[What to produce] Please copy the data shown below, word for word.

[Material provided]
◇ ◇ ◇

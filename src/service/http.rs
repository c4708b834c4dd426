//! HTTP implementation of the backend service traits
//!
//! Every endpoint answers with the same envelope shape:
//! `{"success": bool, "message"?: string, ...endpoint fields}`.
//! A non-2xx status whose body still parses as that envelope is a logical
//! failure carrying the backend's message; any body that does not parse is a
//! transport failure.

use async_trait::async_trait;
use reqwest::{Client, StatusCode};
use serde::Deserialize;
use std::time::Duration;
use tracing::debug;

use super::{
    ConnectOutcome, ConnectionProfile, ConnectionService, ExecuteOutcome, GenerateOutcome,
    QueryService, Row,
};
use crate::error::{ClientError, Result};

const GENERIC_FAILURE: &str = "Backend reported a failure without a message";

/// Response envelope shared by all backend endpoints
#[derive(Debug, Default, Deserialize)]
struct WireResponse {
    #[serde(default)]
    success: bool,
    #[serde(default)]
    message: Option<String>,
    #[serde(default)]
    tables: Option<Vec<String>>,
    #[serde(default)]
    sql: Option<String>,
    #[serde(default)]
    results: Option<Vec<Row>>,
    #[serde(default)]
    table: Option<String>,
}

impl WireResponse {
    fn failure_message(&mut self) -> String {
        self.message
            .take()
            .filter(|m| !m.trim().is_empty())
            .unwrap_or_else(|| GENERIC_FAILURE.to_string())
    }
}

/// Client for the question-to-SQL backend
#[derive(Debug, Clone)]
pub struct HttpBackend {
    client: Client,
    base_url: String,
}

impl HttpBackend {
    /// Create a backend client with a per-request timeout
    pub fn new(base_url: &str, timeout: Duration) -> Result<Self> {
        let client = Client::builder()
            .timeout(timeout)
            .build()
            .map_err(|e| ClientError::config_error(format!("Could not create HTTP client: {e}")))?;

        Ok(Self { client, base_url: base_url.trim_end_matches('/').to_string() })
    }

    #[must_use]
    pub fn base_url(&self) -> &str {
        &self.base_url
    }

    fn url(&self, path: &str) -> String {
        format!("{}{}", self.base_url, path)
    }

    async fn read_envelope(&self, response: reqwest::Response) -> Result<WireResponse> {
        let status = response.status();
        let body = response.text().await?;
        parse_envelope(status, &body)
    }

    async fn post<B: serde::Serialize + Sync>(&self, path: &str, body: &B) -> Result<WireResponse> {
        debug!(path, "POST");
        let response = self.client.post(self.url(path)).json(body).send().await?;
        self.read_envelope(response).await
    }

    async fn get(&self, path: &str) -> Result<WireResponse> {
        debug!(path, "GET");
        let response = self.client.get(self.url(path)).send().await?;
        self.read_envelope(response).await
    }
}

/// Decode a response body, folding error statuses into logical failures
fn parse_envelope(status: StatusCode, body: &str) -> Result<WireResponse> {
    match serde_json::from_str::<WireResponse>(body) {
        Ok(mut envelope) => {
            if !status.is_success() {
                envelope.success = false;
                if envelope.message.is_none() {
                    envelope.message = Some(format!("HTTP {status}"));
                }
            }
            Ok(envelope)
        }
        Err(e) if status.is_success() => {
            Err(ClientError::transport(format!("malformed response: {e}")))
        }
        Err(_) => Err(ClientError::transport(format!("HTTP {status}"))),
    }
}

#[async_trait]
impl ConnectionService for HttpBackend {
    async fn connect(&self, profile: &ConnectionProfile) -> Result<ConnectOutcome> {
        let mut envelope = self.post("/connect", profile).await?;
        if envelope.success {
            Ok(ConnectOutcome::accepted())
        } else {
            Ok(ConnectOutcome::refused(envelope.failure_message()))
        }
    }

    async fn list_tables(&self) -> Result<Vec<String>> {
        let mut envelope = self.get("/tables").await?;
        if envelope.success {
            Ok(envelope.tables.unwrap_or_default())
        } else {
            Err(ClientError::logical(envelope.failure_message()))
        }
    }
}

#[async_trait]
impl QueryService for HttpBackend {
    async fn generate_sql(&self, question: &str) -> Result<GenerateOutcome> {
        let body = serde_json::json!({ "question": question });
        let mut envelope = self.post("/generate-sql", &body).await?;
        if envelope.success {
            Ok(GenerateOutcome { success: true, sql: envelope.sql, message: None })
        } else {
            Ok(GenerateOutcome::failed(envelope.failure_message()))
        }
    }

    async fn execute_sql(&self, sql: &str) -> Result<ExecuteOutcome> {
        let body = serde_json::json!({ "sql": sql });
        let mut envelope = self.post("/execute", &body).await?;
        if envelope.success {
            let table = envelope.table.filter(|t| !t.is_empty());
            Ok(ExecuteOutcome::rows(envelope.results.unwrap_or_default(), table))
        } else {
            Ok(ExecuteOutcome::failed(envelope.failure_message()))
        }
    }
}

#[cfg(test)]
mod tests {
    use super::*;

    #[test]
    fn test_base_url_trailing_slash_trimmed() {
        let backend = HttpBackend::new("http://localhost:5000/", Duration::from_secs(1)).unwrap();
        assert_eq!(backend.base_url(), "http://localhost:5000");
        assert_eq!(backend.url("/tables"), "http://localhost:5000/tables");
    }

    #[test]
    fn test_parse_success_envelope() {
        let envelope = parse_envelope(
            StatusCode::OK,
            r#"{"success": true, "results": [{"COUNT(*)": 42}], "table": "orders"}"#,
        )
        .unwrap();
        assert!(envelope.success);
        assert_eq!(envelope.table.as_deref(), Some("orders"));
        let rows = envelope.results.unwrap();
        assert_eq!(rows[0]["COUNT(*)"], serde_json::json!(42));
    }

    #[test]
    fn test_parse_logical_failure() {
        let mut envelope =
            parse_envelope(StatusCode::OK, r#"{"success": false, "message": "bad sql"}"#).unwrap();
        assert!(!envelope.success);
        assert_eq!(envelope.failure_message(), "bad sql");
    }

    #[test]
    fn test_parse_error_status_with_envelope_is_logical() {
        let mut envelope = parse_envelope(
            StatusCode::INTERNAL_SERVER_ERROR,
            r#"{"success": true, "message": "Access denied"}"#,
        )
        .unwrap();
        assert!(!envelope.success);
        assert_eq!(envelope.failure_message(), "Access denied");
    }

    #[test]
    fn test_parse_error_status_without_message() {
        let mut envelope = parse_envelope(StatusCode::BAD_REQUEST, "{}").unwrap();
        assert!(!envelope.success);
        assert!(envelope.failure_message().contains("400"));
    }

    #[test]
    fn test_parse_malformed_body_is_transport_failure() {
        let err = parse_envelope(StatusCode::OK, "<html>oops</html>").unwrap_err();
        assert!(matches!(err, ClientError::TransportFailure(_)));

        let err = parse_envelope(StatusCode::BAD_GATEWAY, "Bad Gateway").unwrap_err();
        assert!(matches!(err, ClientError::TransportFailure(_)));
        assert!(err.message().contains("502"));
    }

    #[test]
    fn test_missing_message_gets_generic_text() {
        let mut envelope = parse_envelope(StatusCode::OK, r#"{"success": false}"#).unwrap();
        assert_eq!(envelope.failure_message(), GENERIC_FAILURE);
    }

    #[test]
    fn test_row_column_order_preserved() {
        let envelope = parse_envelope(
            StatusCode::OK,
            r#"{"success": true, "results": [{"zeta": 1, "alpha": 2, "mid": 3}]}"#,
        )
        .unwrap();
        let rows = envelope.results.unwrap();
        let columns: Vec<&str> = rows[0].keys().map(String::as_str).collect();
        assert_eq!(columns, vec!["zeta", "alpha", "mid"]);
    }

    #[tokio::test]
    async fn test_unreachable_backend_is_transport_failure() {
        // Port 9 (discard) is almost never listening locally
        let backend = HttpBackend::new("http://127.0.0.1:9", Duration::from_millis(500)).unwrap();
        let err = backend.execute_sql("SELECT 1").await.unwrap_err();
        assert!(matches!(err, ClientError::TransportFailure(_)));
    }
}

◇ ◇ ◇

[The completed task]
filename src/service/http.rs
repository c4708b834c4dd426
//! HTTP implementation of the backend service traits
//!
//! Every endpoint answers with the same envelope shape:
//! `{"success": bool, "message"?: string, ...endpoint fields}`.
//! A non-2xx status whose body still parses as that envelope is a logical
//! failure carrying the backend's message; any body that does not parse is a
//! transport failure.

use async_trait::async_trait;
use reqwest::{Client, StatusCode};
use serde::Deserialize;
use std::time::Duration;
use tracing::debug;

use super::{
    ConnectOutcome, ConnectionProfile, ConnectionService, ExecuteOutcome, GenerateOutcome,
    QueryService, Row,
};
use crate::error::{ClientError, Result};

const GENERIC_FAILURE: &str = "Backend reported a failure without a message";

/// Response envelope shared by all backend endpoints
#[derive(Debug, Default, Deserialize)]
struct WireResponse {
    #[serde(default)]
    success: bool,
    #[serde(default)]
    message: Option<String>,
    #[serde(default)]
    tables: Option<Vec<String>>,
    #[serde(default)]
    sql: Option<String>,
    #[serde(default)]
    results: Option<Vec<Row>>,
    #[serde(default)]
    table: Option<String>,
}

impl WireResponse {
    fn failure_message(&mut self) -> String {
        self.message
            .take()
            .filter(|m| !m.trim().is_empty())
            .unwrap_or_else(|| GENERIC_FAILURE.to_string())
    }
}

/// Client for the question-to-SQL backend
#[derive(Debug, Clone)]
pub struct HttpBackend {
    client: Client,
    base_url: String,
}

impl HttpBackend {
    /// Create a backend client with a per-request timeout
    pub fn new(base_url: &str, timeout: Duration) -> Result<Self> {
        let client = Client::builder()
            .timeout(timeout)
            .build()
            .map_err(|e| ClientError::config_error(format!("Could not create HTTP client: {e}")))?;

        Ok(Self { client, base_url: base_url.trim_end_matches('/').to_string() })
    }

    #[must_use]
    pub fn base_url(&self) -> &str {
        &self.base_url
    }

    fn url(&self, path: &str) -> String {
        format!("{}{}", self.base_url, path)
    }

    async fn read_envelope(&self, response: reqwest::Response) -> Result<WireResponse> {
        let status = response.status();
        let body = response.text().await?;
        parse_envelope(status, &body)
    }

    async fn post<B: serde::Serialize + Sync>(&self, path: &str, body: &B) -> Result<WireResponse> {
        debug!(path, "POST");
        let response = self.client.post(self.url(path)).json(body).send().await?;
        self.read_envelope(response).await
    }

    async fn get(&self, path: &str) -> Result<WireResponse> {
        debug!(path, "GET");
        let response = self.client.get(self.url(path)).send().await?;
        self.read_envelope(response).await
    }
}

/// Decode a response body, folding error statuses into logical failures
fn parse_envelope(status: StatusCode, body: &str) -> Result<WireResponse> {
    match serde_json::from_str::<WireResponse>(body) {
        Ok(mut envelope) => {
            if !status.is_success() {
                envelope.success = false;
                if envelope.message.is_none() {
                    envelope.message = Some(format!("HTTP {status}"));
                }
            }
            Ok(envelope)
        }
        Err(e) if status.is_success() => {
            Err(ClientError::transport(format!("malformed response: {e}")))
        }
        Err(_) => Err(ClientError::transport(format!("HTTP {status}"))),
    }
}

#[async_trait]
impl ConnectionService for HttpBackend {
    async fn connect(&self, profile: &ConnectionProfile) -> Result<ConnectOutcome> {
        let mut envelope = self.post("/connect", profile).await?;
        if envelope.success {
            Ok(ConnectOutcome::accepted())
        } else {
            Ok(ConnectOutcome::refused(envelope.failure_message()))
        }
    }

    async fn list_tables(&self) -> Result<Vec<String>> {
        let mut envelope = self.get("/tables").await?;
        if envelope.success {
            Ok(envelope.tables.unwrap_or_default())
        } else {
            Err(ClientError::logical(envelope.failure_message()))
        }
    }
}

#[async_trait]
impl QueryService for HttpBackend {
    async fn generate_sql(&self, question: &str) -> Result<GenerateOutcome> {
        let body = serde_json::json!({ "question": question });
        let mut envelope = self.post("/generate-sql", &body).await?;
        if envelope.success {
            Ok(GenerateOutcome { success: true, sql: envelope.sql, message: None })
        } else {
            Ok(GenerateOutcome::failed(envelope.failure_message()))
        }
    }

    async fn execute_sql(&self, sql: &str) -> Result<ExecuteOutcome> {
        let body = serde_json::json!({ "sql": sql });
        let mut envelope = self.post("/execute", &body).await?;
        if envelope.success {
            let table = envelope.table.filter(|t| !t.is_empty());
            Ok(ExecuteOutcome::rows(envelope.results.unwrap_or_default(), table))
        } else {
            Ok(ExecuteOutcome::failed(envelope.failure_message()))
        }
    }
}

#[cfg(test)]
mod tests {
    use super::*;

    #[test]
    fn test_base_url_trailing_slash_trimmed() {
        let backend = HttpBackend::new("http://localhost:5000/", Duration::from_secs(1)).unwrap();
        assert_eq!(backend.base_url(), "http://localhost:5000");
        assert_eq!(backend.url("/tables"), "http://localhost:5000/tables");
    }

    #[test]
    fn test_parse_success_envelope() {
        let envelope = parse_envelope(
            StatusCode::OK,
            r#"{"success": true, "results": [{"COUNT(*)": 42}], "table": "orders"}"#,
        )
        .unwrap();
        assert!(envelope.success);
        assert_eq!(envelope.table.as_deref(), Some("orders"));
        let rows = envelope.results.unwrap();
        assert_eq!(rows[0]["COUNT(*)"], serde_json::json!(42));
    }

    #[test]
    fn test_parse_logical_failure() {
        let mut envelope =
            parse_envelope(StatusCode::OK, r#"{"success": false, "message": "bad sql"}"#).unwrap();
        assert!(!envelope.success);
        assert_eq!(envelope.failure_message(), "bad sql");
    }

    #[test]
    fn test_parse_error_status_with_envelope_is_logical() {
        let mut envelope = parse_envelope(
            StatusCode::INTERNAL_SERVER_ERROR,
            r#"{"success": true, "message": "Access denied"}"#,
        )
        .unwrap();
        assert!(!envelope.success);
        assert_eq!(envelope.failure_message(), "Access denied");
    }

    #[test]
    fn test_parse_error_status_without_message() {
        let mut envelope = parse_envelope(StatusCode::BAD_REQUEST, "{}").unwrap();
        assert!(!envelope.success);
        assert!(envelope.failure_message().contains("400"));
    }

    #[test]
    fn test_parse_malformed_body_is_transport_failure() {
        let err = parse_envelope(StatusCode::OK, "<html>oops</html>").unwrap_err();
        assert!(matches!(err, ClientError::TransportFailure(_)));

        let err = parse_envelope(StatusCode::BAD_GATEWAY, "Bad Gateway").unwrap_err();
        assert!(matches!(err, ClientError::TransportFailure(_)));
        assert!(err.message().contains("502"));
    }

    #[test]
    fn test_missing_message_gets_generic_text() {
        let mut envelope = parse_envelope(StatusCode::OK, r#"{"success": false}"#).unwrap();
        assert_eq!(envelope.failure_message(), GENERIC_FAILURE);
    }

    #[test]
    fn test_row_column_order_preserved() {
        let envelope = parse_envelope(
            StatusCode::OK,
            r#"{"success": true, "results": [{"zeta": 1, "alpha": 2, "mid": 3}]}"#,
        )
        .unwrap();
        let rows = envelope.results.unwrap();
        let columns: Vec<&str> = rows[0].keys().map(String::as_str).collect();
        assert_eq!(columns, vec!["zeta", "alpha", "mid"]);
    }

    #[tokio::test]
    async fn test_unreachable_backend_is_transport_failure() {
        // Port 9 (discard) is almost never listening locally
        let backend = HttpBackend::new("http://127.0.0.1:9", Duration::from_millis(500)).unwrap();
        let err = backend.execute_sql("SELECT 1").await.unwrap_err();
        assert!(matches!(err, ClientError::TransportFailure(_)));
    }
}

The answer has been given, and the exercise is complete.